***** RECORDS FOR THIS EXERCISE

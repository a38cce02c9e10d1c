//! Predefined unit modules grouped by dimension.
//!
//! `dimen-core` ships a small set of built-in units so that conversions and formatting work out of the box without
//! downstream crates having to fight Rust’s orphan rules.
//!
//! ## Modules
//!
//! - [`length`]: length units (SI metre is the coherent reference unit).
//! - [`time`]: time units (SI second is the coherent reference unit).
//! - [`frequency`]: frequency units on the `T^-1` tag.
//! - [`velocity`]: velocity aliases (`Length / Time`) built from [`length`] and [`time`].

pub mod frequency;
pub mod length;
pub mod time;
pub mod velocity;
/// Serde helper module for serializing quantities with unit information.
///
/// Use this with the `#[serde(with = "...")]` attribute to keep unit symbols in serialized data.
///
/// # Examples
///
/// ```rust
/// use dimen_core::length::Metres;
/// use serde::{Serialize, Deserialize};
///
/// #[derive(Serialize, Deserialize)]
/// struct Config {
///     #[serde(with = "dimen_core::serde_with_unit")]
///     max_distance: Metres,  // Serializes as {"value": 100.0, "unit": "m"}
///
///     min_distance: Metres,  // Serializes as 50.0 (default, compact)
/// }
/// ```
#[cfg(feature = "serde")]
pub mod serde_with_unit {
    use super::*;
    use serde::de::{self, Deserializer, MapAccess, Visitor};
    use serde::ser::{SerializeStruct, Serializer};

    /// Serializes a `Quantity<U, R>` as a struct with `value` and `unit` fields.
    pub fn serialize<U, R, S>(quantity: &Quantity<U, R>, serializer: S) -> core::result::Result<S::Ok, S::Error>
    where
        U: Unit,
        R: Representation + Serialize,
        S: Serializer,
    {
        let mut state = serializer.serialize_struct("Quantity", 2)?;
        state.serialize_field("value", &quantity.value())?;
        state.serialize_field("unit", &U::symbol())?;
        state.end()
    }

    /// Deserializes a `Quantity<U, R>` from a struct with `value` and optionally `unit` fields.
    ///
    /// A `unit` that does not match `U::symbol()` is rejected.
    pub fn deserialize<'de, U, R, D>(deserializer: D) -> core::result::Result<Quantity<U, R>, D::Error>
    where
        U: Unit,
        R: Representation + Deserialize<'de>,
        D: Deserializer<'de>,
    {
        #[derive(Deserialize)]
        #[serde(field_identifier, rename_all = "lowercase")]
        enum Field {
            Value,
            Unit,
        }

        struct QuantityVisitor<U, R>(PhantomData<(U, R)>);

        impl<'de, U, R> Visitor<'de> for QuantityVisitor<U, R>
        where
            U: Unit,
            R: Representation + Deserialize<'de>,
        {
            type Value = Quantity<U, R>;

            fn expecting(&self, formatter: &mut core::fmt::Formatter) -> core::fmt::Result {
                formatter.write_str("struct Quantity with value and unit fields")
            }

            fn visit_map<V>(self, mut map: V) -> core::result::Result<Quantity<U, R>, V::Error>
            where
                V: MapAccess<'de>,
            {
                let mut value: Option<R> = None;
                let mut unit: Option<String> = None;

                while let Some(key) = map.next_key()? {
                    match key {
                        Field::Value => {
                            if value.is_some() {
                                return Err(de::Error::duplicate_field("value"));
                            }
                            value = Some(map.next_value()?);
                        }
                        Field::Unit => {
                            if unit.is_some() {
                                return Err(de::Error::duplicate_field("unit"));
                            }
                            unit = Some(map.next_value()?);
                        }
                    }
                }

                let value = value.ok_or_else(|| de::Error::missing_field("value"))?;

                if let Some(unit_str) = unit {
                    let expected = U::symbol();
                    if unit_str != expected {
                        return Err(de::Error::custom(format!(
                            "unit mismatch: expected '{}', found '{}'",
                            expected, unit_str
                        )));
                    }
                }

                Ok(Quantity::new(value))
            }
        }

        deserializer.deserialize_struct("Quantity", &["value", "unit"], QuantityVisitor(PhantomData))
    }
}
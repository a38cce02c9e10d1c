//! Exact unit ratios and run-time unit descriptors.

use dimen::{Hour, Kilometre, KilometrePerHour, Millimetre, Ratio, Second, Unit};

fn main() {
    assert_eq!(Ratio::MILLI * Ratio::KILO, Ratio::ONE);
    println!("km/h = {} m/s", KilometrePerHour::RATIO);

    let km = Kilometre::descriptor();
    let mm = Millimetre::descriptor();
    match km.conversion_factor(&mm) {
        Ok(factor) => println!("1 {} = {} {}", km, factor, mm),
        Err(err) => println!("{}", err),
    }

    if let Err(err) = Hour::descriptor().conversion_factor(&km) {
        println!("{}", err);
    }

    let rate = km.divide(&Second::descriptor());
    println!("{} has dimension {}", rate, rate.dimension());
}
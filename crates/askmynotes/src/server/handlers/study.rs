//! Study-mode endpoint handler

use std::sync::Arc;

use axum::extract::{Json, State};
use axum::http::HeaderMap;
use axum::response::Json as ResponseJson;

use crate::server::error::{ApiFailure, AssistError};
use crate::server::handlers::owner_id;
use crate::server::services::study;
use crate::server::types::{StudyDashboard, StudyRequestBody};
use crate::server::AppState;

/// POST /api/study-mode - Generate a study dashboard.
///
/// Missing notes are a 400 here, an intentional asymmetry with the chat
/// endpoint: the dashboard cannot render without a summary.
pub async fn study_mode(
  State(state): State<Arc<AppState>>,
  headers: HeaderMap,
  Json(body): Json<StudyRequestBody>,
) -> Result<ResponseJson<StudyDashboard>, ApiFailure> {
  let user_id = owner_id(&headers);

  match study::generate_dashboard(&state, &user_id, &body).await {
    Ok(dashboard) => Ok(ResponseJson(dashboard)),
    Err(AssistError::NoNotes) => Err(ApiFailure::bad_request("No notes found.")),
    Err(error) => {
      tracing::error!("Dashboard generation error: {error}");
      Err(ApiFailure::server_error(error.to_string()))
    }
  }
}
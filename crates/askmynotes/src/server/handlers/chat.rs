//! Chat endpoint handler

use std::sync::Arc;

use axum::extract::{Json, State};
use axum::http::HeaderMap;
use axum::response::Json as ResponseJson;

use crate::server::error::ApiFailure;
use crate::server::handlers::owner_id;
use crate::server::services::qa;
use crate::server::types::{ChatReply, ChatRequestBody};
use crate::server::AppState;

/// POST /api/chat - Answer a question strictly from the subject's notes.
///
/// A subject without notes is a successful response with
/// `notFound: true`, never an HTTP error. Every failure (storage, model,
/// malformed model output) is a 500 with `{"error": ...}`.
pub async fn chat(
  State(state): State<Arc<AppState>>,
  headers: HeaderMap,
  Json(body): Json<ChatRequestBody>,
) -> Result<ResponseJson<ChatReply>, ApiFailure> {
  let user_id = owner_id(&headers);

  match qa::answer(&state, &user_id, &body).await {
    Ok(reply) => Ok(ResponseJson(reply)),
    Err(error) => {
      tracing::error!("Chat route error: {error}");
      Err(ApiFailure::server_error(error.to_string()))
    }
  }
}
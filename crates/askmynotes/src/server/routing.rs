//! Axum router configuration for all endpoints

use std::sync::Arc;

use axum::routing::{delete, get, post};
use axum::Router;

use crate::server::handlers::{chat, status, study, subjects};
use crate::server::AppState;

/// Create the main application router
pub fn create_router(state: Arc<AppState>) -> Router {
  Router::new()
    // Health endpoint
    .route("/api/health", get(status::health))
    // AI-backed endpoints
    .route("/api/chat", post(chat::chat))
    .route("/api/study-mode", post(study::study_mode))
    // Subject and file management
    .route("/api/subjects", post(subjects::create_subject).get(subjects::list_subjects))
    .route("/api/subjects/{subjectId}/files", get(subjects::list_files))
    .route("/api/upload", post(subjects::upload))
    .route("/api/files", delete(subjects::remove_file))
    .with_state(state)
}
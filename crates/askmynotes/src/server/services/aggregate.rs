//! Subject-scoped text aggregation
//!
//! Pulls every stored note file for a (subject, owner) selection, oldest
//! upload first, and concatenates them into one bounded string for
//! prompting. The result is ephemeral: computed fresh per request, never
//! cached.

use anyhow::Result;

use super::store::NoteStore;

/// Hard cap on the aggregated text, in characters (not tokens or bytes).
/// Truncation may cut a source segment mid-sentence; the limit is a
/// cost/simplicity bound, not a semantic boundary.
pub const MAX_AGGREGATE_CHARS: usize = 30_000;

/// Retrieve and concatenate extracted text for a subject, or for one
/// specific file when `file_name` is given.
///
/// Returns `None` when zero records match, distinct from an empty
/// string, which is never stored. Each record is prefixed with a
/// `--- Source: <fileName> ---` provenance header; records are joined by
/// a blank line and the whole string is truncated to
/// [`MAX_AGGREGATE_CHARS`].
pub async fn aggregate(
  store: &dyn NoteStore,
  subject_id: &str,
  user_id: &str,
  file_name: Option<&str>,
) -> Result<Option<String>> {
  let files = store.notes_for(subject_id, user_id, file_name).await?;
  if files.is_empty() {
    return Ok(None);
  }

  let combined = files
    .iter()
    .map(|file| format!("--- Source: {} ---\n{}", file.file_name, file.extracted_text))
    .collect::<Vec<_>>()
    .join("\n\n");

  Ok(Some(truncate_chars(combined, MAX_AGGREGATE_CHARS)))
}

/// Truncate to at most `max_chars` characters, on a char boundary.
fn truncate_chars(mut text: String, max_chars: usize) -> String {
  if let Some((byte_index, _)) = text.char_indices().nth(max_chars) {
    text.truncate(byte_index);
  }
  text
}
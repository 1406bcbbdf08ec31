//! Server startup and configuration

use std::net::SocketAddr;
use std::path::PathBuf;
use std::sync::Arc;

use anyhow::{anyhow, Result};
use axum::serve;
use tokio::net::TcpListener;
use tower::ServiceBuilder;
use tower_http::cors::CorsLayer;
use tower_http::trace::TraceLayer;

use crate::server::routing::create_router;
use crate::server::services::model::{GroqClient, GroqConfig};
use crate::server::services::sqlite::SqliteStore;
use crate::server::AppState;

/// Startup configuration, resolved by the binary from flags and env.
#[derive(Debug, Clone)]
pub struct ServerConfig {
  pub bind: SocketAddr,
  pub database: PathBuf,
  pub model: GroqConfig,
}

/// Open the collaborators, wire the router, and serve until shutdown.
pub async fn start_server(config: ServerConfig) -> Result<()> {
  let store = SqliteStore::open(&config.database)?;
  let model = GroqClient::new(config.model);
  let state = Arc::new(AppState::new(Arc::new(store), Arc::new(model)));

  let app = create_router(state).layer(
    ServiceBuilder::new().layer(TraceLayer::new_for_http()).layer(CorsLayer::permissive()),
  );

  let listener = TcpListener::bind(config.bind).await?;
  tracing::info!("AskMyNotes backend running at http://{}", config.bind);

  serve(listener, app).await.map_err(|error| anyhow!("Server error: {error}"))
}
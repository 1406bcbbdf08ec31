//! Wire contracts for the AskMyNotes REST API
//!
//! Field names are camelCase on the wire to match the frontend contract.
//! The model-facing shapes (StructuredAnswer, StudyDashboard) double as
//! the schema validation for the provider's JSON replies: a reply that
//! does not deserialize is a hard failure.

use chrono::{DateTime, Utc};
use serde::{Deserialize, Serialize};

use crate::server::services::store::Subject;

// Request bodies
// ==============

/// Body for POST /api/chat
#[derive(Debug, Deserialize)]
#[serde(rename_all = "camelCase")]
pub struct ChatRequestBody {
  /// Frontend subject identifier
  pub subject_id: String,

  /// Verbatim user question
  pub question: String,

  /// Optional display-name hint; looked up from storage when absent
  #[serde(default)]
  pub subject_name: Option<String>,
}

/// Body for POST /api/study-mode
#[derive(Debug, Deserialize)]
#[serde(rename_all = "camelCase")]
pub struct StudyRequestBody {
  /// Frontend subject identifier
  pub subject_id: String,

  /// Optional display-name hint
  #[serde(default)]
  pub subject_name: Option<String>,

  /// Restrict the dashboard to a single uploaded file
  #[serde(default)]
  pub file_name: Option<String>,
}

/// Body for POST /api/subjects
#[derive(Debug, Deserialize)]
#[serde(rename_all = "camelCase")]
pub struct CreateSubjectRequest {
  pub subject_id: String,
  pub name: String,
  #[serde(default)]
  pub icon: Option<String>,
  #[serde(default)]
  pub color: Option<String>,
}

/// Body for POST /api/upload. The text arrives already extracted; file
/// parsing is an upstream collaborator's job.
#[derive(Debug, Deserialize)]
#[serde(rename_all = "camelCase")]
pub struct UploadRequest {
  pub subject_id: String,
  pub file_name: String,
  pub extracted_text: String,
}

/// Body for DELETE /api/files
#[derive(Debug, Deserialize)]
#[serde(rename_all = "camelCase")]
pub struct RemoveFileRequest {
  pub subject_id: String,
  pub file_name: String,
}

// Chat reply
// ==========

/// Outcome of a chat request.
///
/// The soft miss is its own variant rather than an optional-field soup:
/// when no notes exist for the subject the reply collapses to
/// `{"notFound": true, "subjectName": ...}` and the model is never called.
#[derive(Debug, Serialize)]
#[serde(untagged)]
pub enum ChatReply {
  NotFound(NotFoundReply),
  Answered(StructuredAnswer),
}

#[derive(Debug, Serialize)]
#[serde(rename_all = "camelCase")]
pub struct NotFoundReply {
  pub not_found: bool,
  pub subject_name: String,
}

impl NotFoundReply {
  pub fn new(subject_name: String) -> Self {
    Self { not_found: true, subject_name }
  }
}

/// Model confidence in a grounded answer.
#[derive(Debug, Clone, Copy, PartialEq, Eq, Serialize, Deserialize)]
pub enum Confidence {
  High,
  Medium,
  Low,
}

/// The grounded Q&A contract returned to the client.
#[derive(Debug, Clone, PartialEq, Serialize, Deserialize)]
#[serde(rename_all = "camelCase")]
pub struct StructuredAnswer {
  /// Whether the model judged the notes insufficient to answer
  #[serde(default)]
  pub not_found: bool,

  /// Markdown answer text
  pub answer: String,

  /// Enumerated confidence level
  pub confidence: Confidence,

  /// Quoted supporting passages from the notes, in order
  #[serde(default)]
  pub evidence: Vec<String>,

  /// Source labels (file names) backing the answer
  #[serde(default)]
  pub citations: Vec<String>,
}

// Study dashboard
// ===============

/// The generated study package for a subject or file.
#[derive(Debug, Clone, PartialEq, Serialize, Deserialize)]
#[serde(rename_all = "camelCase")]
pub struct StudyDashboard {
  /// Markdown summary; mandatory for rendering, so an empty value is
  /// replaced with a literal fallback sentence after parsing
  #[serde(default)]
  pub notes: String,

  /// Multiple-choice questions (the prompt demands exactly five)
  #[serde(default)]
  pub mcqs: Vec<Mcq>,

  /// Flashcard-style questions (the prompt demands exactly three)
  #[serde(default)]
  pub short_answer: Vec<ShortAnswerCard>,
}

#[derive(Debug, Clone, PartialEq, Serialize, Deserialize)]
#[serde(rename_all = "camelCase")]
pub struct Mcq {
  pub question: String,
  #[serde(default)]
  pub options: Vec<String>,
  pub correct_key: String,
  pub explanation: String,
  pub citation: String,
}

#[derive(Debug, Clone, PartialEq, Serialize, Deserialize)]
#[serde(rename_all = "camelCase")]
pub struct ShortAnswerCard {
  pub question: String,
  pub answer: String,
  pub citation: String,
}

// Subject and file management
// ===========================

/// Response for GET /api/subjects
#[derive(Debug, Serialize)]
pub struct SubjectListResponse {
  pub subjects: Vec<Subject>,
}

/// Note file metadata, without the (possibly large) text body.
#[derive(Debug, Serialize)]
#[serde(rename_all = "camelCase")]
pub struct FileSummary {
  pub file_name: String,
  pub uploaded_at: DateTime<Utc>,
}

/// Response for GET /api/subjects/{subjectId}/files
#[derive(Debug, Serialize)]
pub struct FileListResponse {
  pub files: Vec<FileSummary>,
}

/// Response for POST /api/upload
#[derive(Debug, Serialize)]
#[serde(rename_all = "camelCase")]
pub struct UploadResponse {
  pub subject_id: String,
  pub file_name: String,
  pub uploaded_at: DateTime<Utc>,
}

/// Response for DELETE /api/files
#[derive(Debug, Serialize)]
pub struct RemoveFileResponse {
  pub removed: bool,
}

// Health
// ======

/// Response for GET /api/health; counts are omitted when the store is
/// unreachable, but the endpoint itself still reports ok.
#[derive(Debug, Serialize)]
#[serde(rename_all = "camelCase")]
pub struct HealthResponse {
  pub status: String,

  #[serde(skip_serializing_if = "Option::is_none")]
  pub subjects: Option<u64>,

  #[serde(skip_serializing_if = "Option::is_none")]
  pub files: Option<u64>,

  pub uptime_secs: u64,
}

**********

### EXERCISE REQUIREMENTS
When the line with "use std::net::SocketAddr;" is reached in the data above, start copying there, and copy each line exactly until the line with "serve until shutdown." has been copied; copy nothing else.

### WORKED SOLUTION
use std::net::SocketAddr;
use std::path::PathBuf;
use std::sync::Arc;

use anyhow::{anyhow, Result};
use axum::serve;
use tokio::net::TcpListener;
use tower::ServiceBuilder;
use tower_http::cors::CorsLayer;
use tower_http::trace::TraceLayer;

use crate::server::routing::create_router;
use crate::server::services::model::{GroqClient, GroqConfig};
use crate::server::services::sqlite::SqliteStore;
use crate::server::AppState;

/// Startup configuration, resolved by the binary from flags and env.
#[derive(Debug, Clone)]
pub struct ServerConfig {
  pub bind: SocketAddr,
  pub database: PathBuf,
  pub model: GroqConfig,
}

/// Open the collaborators, wire the router, and serve until shutdown.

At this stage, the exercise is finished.